Hey 0x00sec people! Not long ago, I said I would put up some source code for Dijkstra’s Algorithm. Today, I’ll be showing you just one way to do it. We’ll be utilizing an Adjacency Matrix, which is simply a 2D Array. As we progress, each implementation will be more efficient than the last.

Taking a page from @dtm’s book, this post is best understood when the reader has:

Intermediate C++ Skills
read the first article

Representation of A Graph

The first step in implementing any algorithm is understanding how to represent relevant data in a computer.

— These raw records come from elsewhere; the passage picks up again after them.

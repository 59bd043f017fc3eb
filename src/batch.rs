//! Batch export over a month range
//!
//! Months run strictly in ascending order, one at a time. A month whose output
//! file already exists is skipped, so an interrupted run resumes where it
//! stopped. Every failure goes to the ledger; enough failures in a row trip
//! the circuit breaker and end the run, since that usually means the session
//! expired or the page changed.

use crate::config::{BatchConfig, PauseRange};
use crate::error::Result;
use crate::export::MonthExporter;
use crate::ledger::{FailureLedger, FailureRecord};
use crate::transport::uniform_duration;
use crate::types::Month;
use tracing::{error, info, warn};

/// How a batch run ended
#[derive(Clone, Copy, Debug, PartialEq, Eq)]
pub enum BatchStop {
    /// Every month in the range was visited
    Completed,
    /// Too many consecutive failures
    CircuitBreakerTripped {
        /// Failures in a row when the run stopped
        consecutive_failures: u32,
        /// Month whose failure tripped the breaker
        at: Month,
    },
}

/// Summary of a batch run
#[derive(Clone, Debug, PartialEq, Eq)]
pub struct BatchReport {
    /// Months exported in this run
    pub exported: Vec<Month>,
    /// Months skipped because their output already existed
    pub skipped: Vec<Month>,
    /// Months that failed, in order
    pub failed: Vec<Month>,
    /// Why the run ended
    pub stop: BatchStop,
}

impl BatchReport {
    /// Whether the circuit breaker ended the run
    pub fn tripped(&self) -> bool {
        matches!(self.stop, BatchStop::CircuitBreakerTripped { .. })
    }

    /// Process exit code: 0 on completion, 3 when the breaker tripped
    pub fn exit_code(&self) -> u8 {
        if self.tripped() { 3 } else { 0 }
    }
}

/// Pause reason logged after a failure
pub fn grumpy_reason(consecutive_failures: u32) -> String {
    format!("grumpy (consecutive failures: {consecutive_failures})")
}

/// Sleep a random duration from `range`, logging why
pub async fn polite_pause(range: PauseRange, reason: &str) {
    let delay = uniform_duration(range.min, range.max);
    info!(delay_secs = delay.as_secs_f64(), reason, "Pausing");
    if !delay.is_zero() {
        tokio::time::sleep(delay).await;
    }
}

/// Drives an exporter over a month range
pub struct BatchDriver<E> {
    exporter: E,
    ledger: FailureLedger,
    config: BatchConfig,
}

impl<E: MonthExporter> BatchDriver<E> {
    /// Create a driver; the ledger lives at `config.failure_log`
    pub fn new(exporter: E, config: BatchConfig) -> Self {
        Self {
            exporter,
            ledger: FailureLedger::new(config.failure_log.clone()),
            config,
        }
    }

    /// The failure ledger
    pub fn ledger(&self) -> &FailureLedger {
        &self.ledger
    }

    /// Export every month from `start` through `end` inclusive
    ///
    /// Per-month failures never end the run by themselves; only the
    /// consecutive count does. An `Err` here means the ledger itself could
    /// not be written.
    pub async fn run(&self, start: Month, end: Month) -> Result<BatchReport> {
        let threshold = self.config.max_consecutive_failures;
        let mut report = BatchReport {
            exported: Vec::new(),
            skipped: Vec::new(),
            failed: Vec::new(),
            stop: BatchStop::Completed,
        };
        let mut consecutive_failures: u32 = 0;

        info!(start = %start, end = %end, "Starting batch export");

        for month in start.through(end) {
            let output = self.exporter.output_path(month);
            if output.exists() {
                info!(month = %month, "Skipping (already exists)");
                report.skipped.push(month);
                continue;
            }

            info!(month = %month, "Exporting");
            let reason = match self.exporter.export_month(month).await {
                Ok(outcome) if outcome.is_success() && output.exists() => None,
                Ok(outcome) if outcome.is_success() => Some("output_missing".to_string()),
                Ok(outcome) => Some(outcome.reason()),
                Err(e) => Some(e.code().to_string()),
            };

            let Some(reason) = reason else {
                info!(month = %month, "Success");
                report.exported.push(month);
                consecutive_failures = 0;
                polite_pause(self.config.normal_pause, "normal").await;
                continue;
            };

            consecutive_failures += 1;
            warn!(month = %month, reason = %reason, consecutive_failures, "Failure exporting month");
            self.ledger.append(&FailureRecord::now(month, reason)).await?;
            report.failed.push(month);

            polite_pause(self.config.grumpy_pause, &grumpy_reason(consecutive_failures)).await;

            if consecutive_failures >= threshold {
                error!(consecutive_failures, "Too many consecutive failures, stopping batch run");
                report.stop = BatchStop::CircuitBreakerTripped {
                    consecutive_failures,
                    at: month,
                };
                break;
            }
        }

        info!(
            exported = report.exported.len(),
            skipped = report.skipped.len(),
            failed = report.failed.len(),
            ledger = %self.ledger.path().display(),
            "Batch export finished"
        );
        Ok(report)
    }
}

#[allow(clippy::unwrap_used, clippy::expect_used)]
#[cfg(test)]
mod tests {
    use super::*;
    use crate::error::Error;
    use crate::types::ExportOutcome;
    use async_trait::async_trait;
    use std::collections::VecDeque;
    use std::path::{Path, PathBuf};
    use std::sync::Mutex;
    use tempfile::TempDir;

    /// Replays a fixed list of outcomes; `true` writes the output file
    struct Scripted {
        dir: PathBuf,
        script: Mutex<VecDeque<bool>>,
        calls: Mutex<Vec<Month>>,
    }

    impl Scripted {
        fn new(dir: &Path, script: &[bool]) -> Self {
            Self {
                dir: dir.to_path_buf(),
                script: Mutex::new(script.iter().copied().collect()),
                calls: Mutex::new(Vec::new()),
            }
        }

        fn calls(&self) -> Vec<Month> {
            self.calls.lock().unwrap().clone()
        }
    }

    #[async_trait]
    impl MonthExporter for Scripted {
        fn output_path(&self, month: Month) -> PathBuf {
            self.dir.join(format!("{month}.xml"))
        }

        async fn export_month(&self, month: Month) -> Result<ExportOutcome> {
            self.calls.lock().unwrap().push(month);
            let ok = self.script.lock().unwrap().pop_front().unwrap_or(true);
            if ok {
                let path = self.output_path(month);
                std::fs::write(&path, "<livejournal/>").unwrap();
                Ok(ExportOutcome::Success {
                    bytes_written: 14,
                    path,
                })
            } else {
                Ok(ExportOutcome::NotAuthenticated)
            }
        }
    }

    fn config(dir: &Path) -> BatchConfig {
        BatchConfig {
            failure_log: dir.join("failed_months.csv"),
            max_consecutive_failures: 5,
            normal_pause: PauseRange::ZERO,
            grumpy_pause: PauseRange::ZERO,
        }
    }

    fn m(y: i32, mo: u32) -> Month {
        Month::new(y, mo).unwrap()
    }

    #[test]
    fn grumpy_reason_carries_the_failure_count() {
        assert_eq!(grumpy_reason(1), "grumpy (consecutive failures: 1)");
        assert_eq!(grumpy_reason(4), "grumpy (consecutive failures: 4)");
    }

    #[tokio::test]
    async fn success_resets_the_consecutive_count() {
        let dir = TempDir::new().unwrap();
        let script = [false, false, false, false, true, false, false, false, false, false, true];
        let driver = BatchDriver::new(Scripted::new(dir.path(), &script), config(dir.path()));

        let report = driver.run(m(2006, 12), m(2008, 12)).await.unwrap();

        assert_eq!(
            report.stop,
            BatchStop::CircuitBreakerTripped {
                consecutive_failures: 5,
                at: m(2007, 9),
            }
        );
        assert_eq!(report.exit_code(), 3);
        assert_eq!(report.exported, vec![m(2007, 4)]);
        assert_eq!(report.failed.len(), 9);
        assert_eq!(driver.exporter.calls().len(), 10, "nothing runs after the trip");
        assert_eq!(driver.ledger().read_all().await.unwrap().len(), 9);
    }

    #[tokio::test]
    async fn existing_outputs_are_skipped_without_calling_the_exporter() {
        let dir = TempDir::new().unwrap();
        std::fs::write(dir.path().join("2010-02.xml"), "done").unwrap();
        let driver = BatchDriver::new(Scripted::new(dir.path(), &[]), config(dir.path()));

        let report = driver.run(m(2010, 1), m(2010, 3)).await.unwrap();

        assert_eq!(report.stop, BatchStop::Completed);
        assert_eq!(report.skipped, vec![m(2010, 2)]);
        assert_eq!(driver.exporter.calls(), vec![m(2010, 1), m(2010, 3)]);
        assert!(!driver.ledger().path().exists());
    }

    #[tokio::test]
    async fn months_run_in_ascending_order_across_years() {
        let dir = TempDir::new().unwrap();
        let driver = BatchDriver::new(Scripted::new(dir.path(), &[]), config(dir.path()));

        driver.run(m(2006, 11), m(2007, 2)).await.unwrap();

        assert_eq!(
            driver.exporter.calls(),
            vec![m(2006, 11), m(2006, 12), m(2007, 1), m(2007, 2)]
        );
    }

    #[tokio::test]
    async fn failures_below_threshold_complete_with_ledger_rows() {
        let dir = TempDir::new().unwrap();
        let script = [true, false, true, false];
        let driver = BatchDriver::new(Scripted::new(dir.path(), &script), config(dir.path()));

        let report = driver.run(m(2011, 1), m(2011, 4)).await.unwrap();

        assert_eq!(report.exit_code(), 0);
        let rows = driver.ledger().read_all().await.unwrap();
        assert_eq!(
            rows.iter().map(|r| r.month).collect::<Vec<_>>(),
            vec![m(2011, 2), m(2011, 4)]
        );
        assert!(rows.iter().all(|r| r.reason == "not_authenticated"));
    }

    struct AlwaysErr;

    #[async_trait]
    impl MonthExporter for AlwaysErr {
        fn output_path(&self, _month: Month) -> PathBuf {
            PathBuf::from("/nonexistent/never.xml")
        }

        async fn export_month(&self, _month: Month) -> Result<ExportOutcome> {
            Err(Error::TransportExhausted {
                method: "GET".into(),
                url: "https://www.dreamwidth.org/export".into(),
                attempts: 6,
            })
        }
    }

    #[tokio::test]
    async fn errors_count_as_failures_and_record_their_code() {
        let dir = TempDir::new().unwrap();
        let mut cfg = config(dir.path());
        cfg.max_consecutive_failures = 2;
        let driver = BatchDriver::new(AlwaysErr, cfg);

        let report = driver.run(m(2012, 1), m(2012, 12)).await.unwrap();

        assert!(report.tripped());
        assert_eq!(report.failed, vec![m(2012, 1), m(2012, 2)]);
        let rows = driver.ledger().read_all().await.unwrap();
        assert!(rows.iter().all(|r| r.reason == "transport_exhausted"));
    }
}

So, how would we represent a graph in memory?

There are really just two ways:

  1. Adjacency Matrix
  2. Adjacency List

Today, we’re going to use the first one. Take a look at the image below:

matrix and graph representation

On the left, what is shown is a graph much like the one from the first part of this series. To the right of that graph is its corresponding representation in an adjacency matrix.

This particular adjacency matrix is a Boolean one: a 1 means that an edge connects the two nodes. A matrix’s values can also be used to keep track of distances.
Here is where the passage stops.